The Kalabhra kingdom

  • A group of inscriptions found at Pulangurichi in Sivagangai district datable to about the middle of the fifth century, name two kings.
  • They are Chendan and Kurran. Though there is no mention about their family or dynasty name, some scholars identify them as Kalabhra rulers.
  • The Kalabhra kingdom seems to have been uprooted by Pandyas around the third quarters of sixth century CE.

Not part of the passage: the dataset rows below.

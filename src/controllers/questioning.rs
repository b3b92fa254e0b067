//! Fixed question list and answer collection
//!
//! Exactly one question is pending at a time. Answers are stored in question
//! order; once the last one is in, the answers are serialized into the policy
//! document and sent to the server.

use crate::api::{ApiError, BackendApi};
use crate::session::{Answer, ContextError, SessionContext};
use serde::Serialize;
use thiserror::Error;
use tracing::{debug, info};

#[derive(Debug, Clone, PartialEq, Eq, Serialize)]
#[serde(tag = "type", rename_all = "snake_case")]
pub enum QuestionKind {
    FreeText { placeholder: String },
    SingleChoice { options: Vec<String> },
}

#[derive(Debug, Clone, PartialEq, Eq, Serialize)]
pub struct Question {
    pub id: String,
    pub prompt: String,
    pub kind: QuestionKind,
    /// An empty answer is accepted
    pub skippable: bool,
}

impl Question {
    pub fn free_text(id: &str, prompt: &str, placeholder: &str) -> Self {
        Self {
            id: id.to_string(),
            prompt: prompt.to_string(),
            kind: QuestionKind::FreeText {
                placeholder: placeholder.to_string(),
            },
            skippable: true,
        }
    }

    pub fn single_choice(id: &str, prompt: &str, options: &[&str]) -> Self {
        Self {
            id: id.to_string(),
            prompt: prompt.to_string(),
            kind: QuestionKind::SingleChoice {
                options: options.iter().map(|o| o.to_string()).collect(),
            },
            skippable: true,
        }
    }

    pub fn required(mut self) -> Self {
        self.skippable = false;
        self
    }

    /// Validates `input` and returns the text to store.
    ///
    /// Choices may be given as the option text (case-insensitive) or as its
    /// 1-based number; the option text is stored either way.
    pub fn normalize(&self, input: &str) -> Result<String, AnswerError> {
        let input = input.trim();
        if input.is_empty() {
            return if self.skippable {
                Ok(String::new())
            } else {
                Err(AnswerError::Required {
                    question_id: self.id.clone(),
                })
            };
        }

        match &self.kind {
            QuestionKind::FreeText { .. } => Ok(input.to_string()),
            QuestionKind::SingleChoice { options } => {
                let by_number = input
                    .parse::<usize>()
                    .ok()
                    .and_then(|n| n.checked_sub(1))
                    .and_then(|index| options.get(index));
                let by_text = || {
                    options
                        .iter()
                        .find(|option| option.to_lowercase() == input.to_lowercase())
                };
                by_number
                    .or_else(by_text)
                    .cloned()
                    .ok_or_else(|| AnswerError::InvalidChoice {
                        question_id: self.id.clone(),
                        answer: input.to_string(),
                        options: options.len(),
                    })
            }
        }
    }
}

/// The questions asked after the server has scoped the recording
pub fn default_questions() -> Vec<Question> {
    vec![
        Question::free_text(
            "business_type",
            "この動画は何の業務についてですか？",
            "例: 月次請求書の処理フロー",
        ),
        Question::free_text(
            "focus_points",
            "特に重点的に説明してほしい箇所はありますか？",
            "例: エラー時の対応手順、承認フローの詳細",
        ),
        Question::single_choice(
            "handover_target",
            "引継ぎ先の方はどんな方ですか？",
            &["新入社員", "他部署からの異動者", "同じチームの後任者", "外部の委託先"],
        ),
        Question::single_choice(
            "detail_level",
            "資料はどの程度詳しく作成しますか？",
            &["要点のみ", "標準", "操作手順まで詳細に"],
        )
        .required(),
    ]
}

#[derive(Debug, Clone, PartialEq, Eq, Error)]
pub enum AnswerError {
    #[error("No question is waiting for an answer")]
    NoPendingQuestion,

    #[error("Question '{question_id}' cannot be skipped")]
    Required { question_id: String },

    #[error("'{answer}' is not an option for '{question_id}' (choose 1-{options} or the option text)")]
    InvalidChoice {
        question_id: String,
        answer: String,
        options: usize,
    },

    #[error(transparent)]
    Context(#[from] ContextError),
}

#[derive(Debug, Clone, Copy, PartialEq, Eq)]
pub enum AnswerOutcome {
    /// Index of the question that is now pending
    Next(usize),
    /// The last question was answered
    Completed,
}

/// Renders the answers as the policy document sent to the server.
///
/// One `[question_id]` line followed by the answer per question, in question
/// order, sections separated by a blank line.
pub fn policy_document(questions: &[Question], answers: &[Answer]) -> String {
    questions
        .iter()
        .map(|question| {
            let text = answers
                .iter()
                .find(|answer| answer.question_id == question.id)
                .map(|answer| answer.text.as_str())
                .unwrap_or_default();
            format!("[{}]\n{}", question.id, text)
        })
        .collect::<Vec<_>>()
        .join("\n\n")
}

#[derive(Debug, Clone)]
pub struct QuestioningController {
    questions: Vec<Question>,
    cursor: Option<usize>,
}

impl Default for QuestioningController {
    fn default() -> Self {
        Self::new(default_questions())
    }
}

impl QuestioningController {
    pub fn new(questions: Vec<Question>) -> Self {
        Self {
            questions,
            cursor: None,
        }
    }

    pub fn questions(&self) -> &[Question] {
        &self.questions
    }

    pub fn len(&self) -> usize {
        self.questions.len()
    }

    pub fn is_empty(&self) -> bool {
        self.questions.is_empty()
    }

    /// Clears previous answers and puts the cursor on the first question.
    ///
    /// Returns `None` when there is nothing to ask.
    pub fn start(&mut self, context: &mut SessionContext) -> Option<&Question> {
        context.clear_answers();
        self.cursor = (!self.questions.is_empty()).then_some(0);
        debug!(questions = self.questions.len(), "Questioning started");
        self.current()
    }

    pub fn current(&self) -> Option<&Question> {
        self.cursor.and_then(|index| self.questions.get(index))
    }

    /// `(index, total)` of the pending question
    pub fn position(&self) -> Option<(usize, usize)> {
        self.cursor.map(|index| (index, self.questions.len()))
    }

    pub fn submit(
        &mut self,
        context: &mut SessionContext,
        input: &str,
    ) -> Result<AnswerOutcome, AnswerError> {
        let index = self.cursor.ok_or(AnswerError::NoPendingQuestion)?;
        let question = self
            .questions
            .get(index)
            .ok_or(AnswerError::NoPendingQuestion)?;

        let text = question.normalize(input)?;
        context.push_answer(Answer::new(question.id.clone(), text))?;

        if index + 1 >= self.questions.len() {
            self.cursor = None;
            Ok(AnswerOutcome::Completed)
        } else {
            self.cursor = Some(index + 1);
            Ok(AnswerOutcome::Next(index + 1))
        }
    }

    /// Removes the last answer and makes its question pending again
    pub fn rewind(&mut self, context: &mut SessionContext) -> Option<&Question> {
        context.pop_answer();
        self.cursor = match self.questions.len() {
            0 => None,
            len => Some(context.answers().len().min(len - 1)),
        };
        self.current()
    }

    /// Sends the policy document, then starts the analysis
    pub async fn submit_policy<B>(
        &self,
        backend: &B,
        context: &SessionContext,
    ) -> Result<(), ApiError>
    where
        B: BackendApi + ?Sized,
    {
        let policy = policy_document(&self.questions, context.answers());
        backend.update_policy(context.session_id(), &policy).await?;
        info!(session_id = %context.session_id(), "Policy submitted, starting analysis");
        backend.start_analysis(context.session_id()).await
    }
}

Women Poets of the Sangam Age

  • Women Poets of the Sangam Age Of the over 450 poets who contributed to the corpus of Sangam poetry about thirty are women.
  • They composed more than 150 poems. The most prominent Kaakkaipadiniyar, Kavarpendu, Paarimakalir.

Tamil poems

  • Ettuthogai and Pathupattu collections have about 2400 poems.
  • These poems, varying in length from 3 to 800 lines, were composed by panar, the wandering bards and pulavar, the poets.
  • The Eight Anthologies are 1. Natrinai; 2. Kurunthogai; 3. Aingurunuru; 4. Patitruppathu; 5. Paripadal; 6. Kalithogai; 7. Akananuru; 8. Purananuru
  • Pathupattu (ten long songs): 1. Thirumurugatrupatai; 2. Porunaratrupatai; 3. Sirupanatruppatai; 4. Perumpanatruppatai; 5. Mullaipattu; 6. Maduraikanchi; 7. Nedunalvadai; 8. Kurinjipattu; 9. Pattinappalai; 10. Malaipadukadam.
  • Patinen Kilkanakku texts, which are post-Sangam works, include eighteen texts, which mostly deal with ethics and moral codes.
  • The most important of them are Thirukkural, and Naladiyar. Silappathikaram and Manimekalai are the two important epics useful for insights into cultural and religious history.

The stupa

  • The stupa is a heap of clay that evolved out of earthen funerary mounds, in which the ashes of the dead were buried.
  • Buddhist stupas evolved out of the burial of the ashes of the mortal remains of the Buddha.
  • Buddhist sacred architecture originated with the eight stupas where the ashes were divided.
  • Hemispherical shape, the stupa symbolizes the universe; and the Buddha represents the emperor of the spiritual universe.
  • The stupa has a path around it for devotional circumambulation.